I really felt the only time we heard anything from the school was when Emma was in trouble. She has had her fair share of trouble this year. We've seen some regression in her behaviours, which I guess is expected with the huge change of going to a new school. I won't get into details as to what kind of trouble...nothing earth shattering by any means. The teachers just like to touch base with us to see if some behaviours are typical for Emma or not. Lots of the issues are ones we dealt with a couple years ago. It's a little disappointing to be dealing with them again, however it seems like they are being dealt with a lot faster than the first time around.

So like I mentioned earlier, I was really ticked off that things at this school seemed to be worse than the other school. Finally we decided to go in and meet with Emma's main teacher to see how things were going. I must say that I really like Emma's teacher. She has been working with special needs kids for quite some time and has alot of experience in different areas. She (of course) has never dealt with a kid quite like Emma. We seem to get that from every teacher/psychologist/doctor that we meet. But she told us she really likes Emma and unlike her last school, agrees that Emma's learning delays are more than a language barrier.

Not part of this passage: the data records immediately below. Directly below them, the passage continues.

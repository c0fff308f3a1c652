//! 对话历史
//!
//! 有序的轮次序列：用户文本、助手文本、助手工具调用请求、工具结果。
//! 约束：每个工具调用请求轮次之后、下一个用户轮次之前，每个调用 id 恰好对应一个工具结果轮次。

use std::collections::HashSet;

use serde::{Deserialize, Serialize};
use serde_json::Value;

/// 模型请求执行的一次工具调用；创建后不可变，只被分发一次
#[derive(Clone, Debug, PartialEq, Serialize, Deserialize)]
pub struct ToolCall {
    pub id: String,
    pub name: String,
    pub arguments: Value,
}

/// 单个对话轮次
#[derive(Clone, Debug, PartialEq, Serialize, Deserialize)]
#[serde(tag = "kind", rename_all = "snake_case")]
pub enum Turn {
    User {
        text: String,
    },
    Assistant {
        text: String,
    },
    /// 助手请求执行工具；text 为随工具调用一同产生的文字（可为空）
    ToolCalls {
        text: String,
        calls: Vec<ToolCall>,
    },
    /// 已序列化并截断的工具结果
    ToolResult {
        call_id: String,
        name: String,
        content: String,
        is_error: bool,
    },
}

/// 对话：由引擎独占，只能通过引擎方法修改；调用方显式 clear 开始新对话
#[derive(Clone, Debug, Default)]
pub struct Conversation {
    turns: Vec<Turn>,
}

impl Conversation {
    pub fn new() -> Self {
        Self::default()
    }

    pub fn push(&mut self, turn: Turn) {
        self.turns.push(turn);
    }

    pub fn push_user(&mut self, text: impl Into<String>) {
        self.push(Turn::User { text: text.into() });
    }

    pub fn push_assistant(&mut self, text: impl Into<String>) {
        self.push(Turn::Assistant { text: text.into() });
    }

    pub fn turns(&self) -> &[Turn] {
        &self.turns
    }

    pub fn clear(&mut self) {
        self.turns.clear();
    }

    pub fn len(&self) -> usize {
        self.turns.len()
    }

    pub fn is_empty(&self) -> bool {
        self.turns.is_empty()
    }

    /// 最近一次工具调用请求中尚未得到结果的调用 id（按调用顺序）
    pub fn pending_call_ids(&self) -> Vec<String> {
        let Some(pos) = self
            .turns
            .iter()
            .rposition(|t| matches!(t, Turn::ToolCalls { .. }))
        else {
            return Vec::new();
        };
        let answered: HashSet<&str> = self.turns[pos + 1..]
            .iter()
            .filter_map(|t| match t {
                Turn::ToolResult { call_id, .. } => Some(call_id.as_str()),
                _ => None,
            })
            .collect();
        match &self.turns[pos] {
            Turn::ToolCalls { calls, .. } => calls
                .iter()
                .filter(|c| !answered.contains(c.id.as_str()))
                .map(|c| c.id.clone())
                .collect(),
            _ => Vec::new(),
        }
    }

    /// 工具结果轮次数量（测试与诊断用）
    pub fn tool_result_count(&self) -> usize {
        self.turns
            .iter()
            .filter(|t| matches!(t, Turn::ToolResult { .. }))
            .count()
    }
}

#[cfg(test)]
mod tests {
    use super::*;
    use serde_json::json;

    fn call(id: &str) -> ToolCall {
        ToolCall {
            id: id.to_string(),
            name: "get_resource".to_string(),
            arguments: json!({}),
        }
    }

    #[test]
    fn test_pending_call_ids() {
        let mut conv = Conversation::new();
        conv.push_user("list vms");
        assert!(conv.pending_call_ids().is_empty());

        conv.push(Turn::ToolCalls {
            text: String::new(),
            calls: vec![call("a"), call("b"), call("c")],
        });
        conv.push(Turn::ToolResult {
            call_id: "b".into(),
            name: "get_resource".into(),
            content: "{}".into(),
            is_error: false,
        });
        assert_eq!(conv.pending_call_ids(), vec!["a".to_string(), "c".to_string()]);
        assert_eq!(conv.tool_result_count(), 1);
    }

    #[test]
    fn test_turn_serializes_with_kind_tag() {
        let turn = Turn::User { text: "hi".into() };
        let v = serde_json::to_value(&turn).unwrap();
        assert_eq!(v, json!({"kind": "user", "text": "hi"}));
    }

    #[test]
    fn test_clear() {
        let mut conv = Conversation::new();
        conv.push_user("a");
        conv.push_assistant("b");
        assert_eq!(conv.len(), 2);
        conv.clear();
        assert!(conv.is_empty());
    }
}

She agrees with us that Emma would not be able to funtion in a regular classroom, so it's nice to know someone is on our side should our failing school system decide to integrate all special needs students into regular classrooms next year.

The teacher also went over things she was working on with Emma. Again we were impressed as she is working on things totally relevant to where Emma is at, rather than trying to force "regular" schoolwork on her like the last school. I have a lot of respect for this teacher and those who work alongside with her. There are some major needs that need to be met in their classroom, and they are totally patient and caring with the kids. seems things are going well at this school, I just needed to take some initiative and find out for myself.

Emma celebrated her birthday on October 9th. She's nine years old now...can't believe it! We had a small party...seems as time goes on Emma's friends become more few and far between. Breaks my heart. Another thing the school has given Emma is an outreach worker once a week to help her develop social skills and learn to deal properly in certain situations. We're hoping this will help Emma to learn how not just to make friends, but to keep them.

We took a couple of Emma's friends and family to a 3D movie followed by supper at McDonald's. Everything went fairly well, aside from Terry dropping Emma's Hannah Montana cake on the floor before I even got to take a picture of it! Emma was disappointed because Hannah Montana was all that she asked for and she was practically doing back flips when we picked it up that day because she was so excited. Terry had to run out and get a new cake and we improvised on the Hannah Montana!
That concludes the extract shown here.